Focus on the similarity between what Mr. Palomar experiences and your experience in the classroom.  Granted, the comparison will not be exact.  Yet the struggles he has to make sense of his experience do mirror in some way the struggles you may have in coming to understand your teaching.  Italo gifts him with a talent for problematizing his experience.  That skill plays out in every entry.  He turns what might otherwise seem ordinary into a cascading set of questions that fuel his thoughts on the data before him and of which he participates.  He is the ultimate example of a participant observer, making sense of his setting as he participates in it.  Echoes perk up here to
  • van Manen: "... tactful acting I demonstrate unwittingly what I can do ... thoughtful reflection I discover what I can do ... my pedagogical nature ..." and to
  • Schon: "... they must plunge into the doing, and try to educate themselves before they know what it is they're trying to learn ..."
Remember, the reading is structured to enable you all to make sense of research analysis.  The book is a vehicle for bringing out complexity, of making the invisible visible. What do you learn about perception from each entry?  What rings true in the questions Mr. Palomar asks and the situation his perceptions put him in?  How does examining Mr. Palomar in each entry alter how you process the experience in schools?  What now will you look for or how will you look?
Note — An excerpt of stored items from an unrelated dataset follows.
// Lookup of a (year, contest) selection in the nested election data.

use log::{debug, info, warn};

use std::collections::{BTreeMap, BTreeSet, HashMap};
use std::fmt::Display;

use crate::config::*;
use crate::normalize::normalize_name;

/// A selection of a contest in a given year, as presented to users.
///
/// The textual form is `year|contest`, for example `2004|President`.
#[derive(Eq, PartialEq, Debug, Clone, Hash, Ord, PartialOrd)]
pub struct ContestKey {
    pub year: String,
    pub contest: String,
}

impl ContestKey {
    pub fn new(year: &str, contest: &str) -> ContestKey {
        ContestKey {
            year: year.to_string(),
            contest: contest.to_string(),
        }
    }

    /// Splits on the first `|`. Returns None if there is no separator.
    pub fn parse(value: &str) -> Option<ContestKey> {
        value
            .split_once('|')
            .map(|(year, contest)| ContestKey::new(year, contest))
    }
}

impl Display for ContestKey {
    fn fmt(&self, f: &mut std::fmt::Formatter<'_>) -> std::fmt::Result {
        write!(f, "{}|{}", self.year, self.contest)
    }
}

/// Several contest names of the same county that normalize to the same key.
///
/// Only the `kept` one is visible through the lookups.
#[derive(Eq, PartialEq, Debug, Clone)]
pub struct ContestCollision {
    pub year: String,
    pub county: String,
    pub normalized: String,
    pub kept: String,
    pub shadowed: Vec<String>,
}

/// Finds the contest of a county that matches the normalized name.
///
/// When several names match, the smallest one in lexicographic order is used.
pub fn find_contest<'a>(
    contests: &'a CountyContests,
    normalized: &str,
) -> Option<(&'a String, &'a VoteTally)> {
    contests
        .iter()
        .find(|(name, _)| normalize_name(name) == normalized)
}

fn county_collisions(year: &str, county: &str, contests: &CountyContests) -> Vec<ContestCollision> {
    let mut groups: BTreeMap<String, Vec<&String>> = BTreeMap::new();
    for name in contests.keys() {
        groups.entry(normalize_name(name)).or_default().push(name);
    }
    groups
        .into_iter()
        .filter(|(_, names)| names.len() > 1)
        .map(|(normalized, names)| ContestCollision {
            year: year.to_string(),
            county: county.to_string(),
            normalized,
            kept: names[0].clone(),
            shadowed: names[1..].iter().map(|n| (*n).clone()).collect(),
        })
        .collect()
}

/// Gathers the result of a contest for all the counties of a year.
///
/// Counties that did not hold this contest are left out of the result. The
/// county names are kept as they appear in the data.
pub fn resolve_year_contest(
    raw: &RawElectionData,
    year: &str,
    contest: &str,
) -> Result<CountyResults, LookupError> {
    let counties = raw.get(year).ok_or_else(|| LookupError::NoDataForYear {
        year: year.to_string(),
    })?;
    let normalized = normalize_name(contest);
    let mut res = CountyResults::new();
    for (county, contests) in counties.iter() {
        if let Some((name, tally)) = find_contest(contests, &normalized) {
            debug!(
                "resolve_year_contest: {} {}: using contest {:?}",
                year, county, name
            );
            res.insert(county.clone(), tally.clone());
        }
    }
    info!(
        "resolve_year_contest: found {} of {} counties for {} {}",
        res.len(),
        counties.len(),
        contest,
        year
    );
    Ok(res)
}

/// Looks up the result of a contest in a single county.
///
/// The county is first looked up by its exact name, then by its normalized
/// name.
pub fn resolve_county_contest<'a>(
    raw: &'a RawElectionData,
    year: &str,
    county: &str,
    contest: &str,
) -> Result<&'a VoteTally, LookupError> {
    let counties = raw.get(year).ok_or_else(|| LookupError::NoDataForYear {
        year: year.to_string(),
    })?;
    let contests = match counties.get(county) {
        Some(contests) => contests,
        None => {
            let normalized_county = normalize_name(county);
            counties
                .iter()
                .find(|(name, _)| normalize_name(name) == normalized_county)
                .map(|(_, contests)| contests)
                .ok_or_else(|| LookupError::NoDataForCounty {
                    year: year.to_string(),
                    county: county.to_string(),
                })?
        }
    };
    find_contest(contests, &normalize_name(contest))
        .map(|(_, tally)| tally)
        .ok_or_else(|| LookupError::ContestNotFound {
            year: year.to_string(),
            contest: contest.to_string(),
            county: Some(county.to_string()),
        })
}

/// All the distinct (year, contest) pairs found in the data, sorted by their
/// textual form.
pub fn contest_catalog(raw: &RawElectionData) -> Vec<ContestKey> {
    let mut keys: Vec<ContestKey> = raw
        .iter()
        .flat_map(|(year, counties)| {
            counties
                .values()
                .flat_map(move |contests| contests.keys().map(move |c| ContestKey::new(year, c)))
        })
        .collect::<BTreeSet<ContestKey>>()
        .into_iter()
        .collect();
    keys.sort_by_key(|k| k.to_string());
    keys
}

/// A precomputed view of the data, keyed by year and normalized contest name.
///
/// It is built once when the data is loaded and never modified afterwards.
#[derive(PartialEq, Debug, Clone, Default)]
pub struct ContestIndex {
    entries: BTreeMap<(String, String), CountyResults>,
    years: BTreeSet<String>,
    collisions: Vec<ContestCollision>,
}

impl ContestIndex {
    pub fn build(raw: &RawElectionData) -> ContestIndex {
        let mut entries: BTreeMap<(String, String), CountyResults> = BTreeMap::new();
        let mut collisions: Vec<ContestCollision> = Vec::new();
        for (year, counties) in raw.iter() {
            for (county, contests) in counties.iter() {
                for (name, tally) in contests.iter() {
                    let key = (year.clone(), normalize_name(name));
                    let by_county = entries.entry(key).or_default();
                    // Names are visited in order: the first one is kept.
                    if !by_county.contains_key(county) {
                        by_county.insert(county.clone(), tally.clone());
                    }
                }
                collisions.extend(county_collisions(year, county, contests));
            }
        }
        for c in collisions.iter() {
            warn!(
                "ContestIndex: {} {}: {:?} shadows {:?}",
                c.year, c.county, c.kept, c.shadowed
            );
        }
        info!(
            "ContestIndex: {} years, {} contests, {} collisions",
            raw.len(),
            entries.len(),
            collisions.len()
        );
        ContestIndex {
            entries,
            years: raw.keys().cloned().collect(),
            collisions,
        }
    }

    /// The per-county results of a contest.
    ///
    /// Unlike `resolve_year_contest`, a contest held nowhere in that year is
    /// reported as not found.
    pub fn lookup(&self, year: &str, contest: &str) -> Result<&CountyResults, LookupError> {
        if !self.years.contains(year) {
            return Err(LookupError::NoDataForYear {
                year: year.to_string(),
            });
        }
        self.entries
            .get(&(year.to_string(), normalize_name(contest)))
            .ok_or_else(|| LookupError::ContestNotFound {
                year: year.to_string(),
                contest: contest.to_string(),
                county: None,
            })
    }

    pub fn years(&self) -> impl Iterator<Item = &String> {
        self.years.iter()
    }

    pub fn collisions(&self) -> &[ContestCollision] {
        &self.collisions
    }

    pub fn len(&self) -> usize {
        self.entries.len()
    }

    pub fn is_empty(&self) -> bool {
        self.entries.is_empty()
    }
}

/// The association of result counties with the names of the map features.
#[derive(Eq, PartialEq, Debug, Clone, Default)]
pub struct GeometryMatch {
    /// (result county, feature name), in result order. Unmatched counties
    /// are kept under their own name.
    pub pairs: Vec<(String, String)>,
    pub missing: Vec<String>,
}

/// Matches result county names with the authoritative list of feature names.
///
/// Both sides are compared on their normalized form. A county without a
/// matching feature is reported as missing but still forwarded as is.
pub fn match_geometry<'a, I>(counties: I, geometry_names: &[String]) -> GeometryMatch
where
    I: IntoIterator<Item = &'a String>,
{
    // Later duplicates win, as for any keyed lookup built from a list.
    let by_normalized: HashMap<String, &String> = geometry_names
        .iter()
        .map(|name| (normalize_name(name), name))
        .collect();
    let mut res = GeometryMatch::default();
    for county in counties {
        match by_normalized.get(&normalize_name(county)) {
            Some(feature) => res.pairs.push((county.clone(), (*feature).clone())),
            None => {
                res.pairs.push((county.clone(), county.clone()));
                res.missing.push(county.clone());
            }
        }
    }
    if !res.missing.is_empty() {
        warn!(
            "match_geometry: counties in results but not in the geometry: {:?}",
            res.missing
        );
    }
    res
}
Third Critique Editorial Teams

Teachers,

For your final article critique, you will be part of an editorial team.  Before your writing can be submitted to me (sent 'to print'), it must meet approval from the other members of your group.  When a finished critique comes to me it will have the meet the standards of excellence (why limit yourselves to 'proficiency') of the entire team.  In other words, each separate paper is, in a sense, a group production.

This process replicates how peer review works, more or less, in refereed journals.  As the editors of an issue, you will play the role of determining what writing you feel is worthy of submission.  I look forward to both your work and the discussion of the process.

Here are the teams:
Jessica - Corrie - Jeremy - Zach

Andrew - Kelsie - Rachel - Aimee

Jay - Jacob - Kelly


Please direct all questions and comments to me as they arise.  Thanks.

Wednesday, October 31, 2012

Class notes, M O29

Teachers,

Some thoughts and questions on our class tonight:

Bracey:
When is using the mean appropriate?  The median?  The range?
How do you know if groups, and the conditions of their learning, are comparable?

What do the statistics from assessments really tell us?  What else must a teacher include in order to get better interpretation of the data?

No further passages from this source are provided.